• What the task asks
Filter these entries, keeping only lines that hold the word "ProofError".

• Dataset content
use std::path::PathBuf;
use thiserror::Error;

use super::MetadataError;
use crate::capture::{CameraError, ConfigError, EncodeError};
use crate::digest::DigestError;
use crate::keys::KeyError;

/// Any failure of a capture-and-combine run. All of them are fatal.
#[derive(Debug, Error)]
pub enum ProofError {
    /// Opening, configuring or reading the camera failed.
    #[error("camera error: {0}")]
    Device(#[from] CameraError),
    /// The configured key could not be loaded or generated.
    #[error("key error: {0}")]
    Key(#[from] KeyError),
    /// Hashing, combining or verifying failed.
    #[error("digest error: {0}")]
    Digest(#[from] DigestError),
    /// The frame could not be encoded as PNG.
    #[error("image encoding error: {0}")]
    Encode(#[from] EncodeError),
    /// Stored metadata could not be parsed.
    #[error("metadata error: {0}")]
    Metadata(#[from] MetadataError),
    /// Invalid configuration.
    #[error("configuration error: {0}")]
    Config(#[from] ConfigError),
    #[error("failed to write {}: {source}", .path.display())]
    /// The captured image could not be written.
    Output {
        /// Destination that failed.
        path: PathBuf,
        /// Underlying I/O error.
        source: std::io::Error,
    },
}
* * *
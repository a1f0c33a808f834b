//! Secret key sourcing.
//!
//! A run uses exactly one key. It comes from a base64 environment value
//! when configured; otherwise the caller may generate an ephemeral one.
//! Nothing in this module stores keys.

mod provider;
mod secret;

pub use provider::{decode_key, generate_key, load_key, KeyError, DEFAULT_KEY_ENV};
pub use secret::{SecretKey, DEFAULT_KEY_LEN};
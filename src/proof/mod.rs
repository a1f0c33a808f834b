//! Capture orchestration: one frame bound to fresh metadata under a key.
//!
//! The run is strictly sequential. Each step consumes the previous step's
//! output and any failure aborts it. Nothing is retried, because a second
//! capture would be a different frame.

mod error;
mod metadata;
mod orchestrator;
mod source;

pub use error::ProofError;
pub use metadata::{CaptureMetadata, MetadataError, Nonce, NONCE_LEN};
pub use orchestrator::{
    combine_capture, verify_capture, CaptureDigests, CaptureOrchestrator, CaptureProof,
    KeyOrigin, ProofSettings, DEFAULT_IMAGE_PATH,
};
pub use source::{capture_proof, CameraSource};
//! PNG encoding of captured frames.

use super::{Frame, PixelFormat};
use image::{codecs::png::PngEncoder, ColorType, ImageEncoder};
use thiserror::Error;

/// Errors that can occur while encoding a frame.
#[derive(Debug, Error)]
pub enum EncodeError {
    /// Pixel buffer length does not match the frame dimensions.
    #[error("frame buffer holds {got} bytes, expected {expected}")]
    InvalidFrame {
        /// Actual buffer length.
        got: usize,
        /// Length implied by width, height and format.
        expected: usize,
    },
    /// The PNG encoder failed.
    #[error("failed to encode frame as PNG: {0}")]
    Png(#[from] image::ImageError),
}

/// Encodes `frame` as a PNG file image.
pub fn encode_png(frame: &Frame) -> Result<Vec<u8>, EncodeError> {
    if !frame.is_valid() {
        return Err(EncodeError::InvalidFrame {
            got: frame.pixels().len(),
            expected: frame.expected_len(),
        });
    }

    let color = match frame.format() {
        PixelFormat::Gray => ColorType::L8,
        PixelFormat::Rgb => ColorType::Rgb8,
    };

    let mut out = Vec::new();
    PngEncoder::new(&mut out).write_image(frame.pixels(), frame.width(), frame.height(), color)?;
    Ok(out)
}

• Answer to this exercise
pub enum ProofError {
pub use error::ProofError;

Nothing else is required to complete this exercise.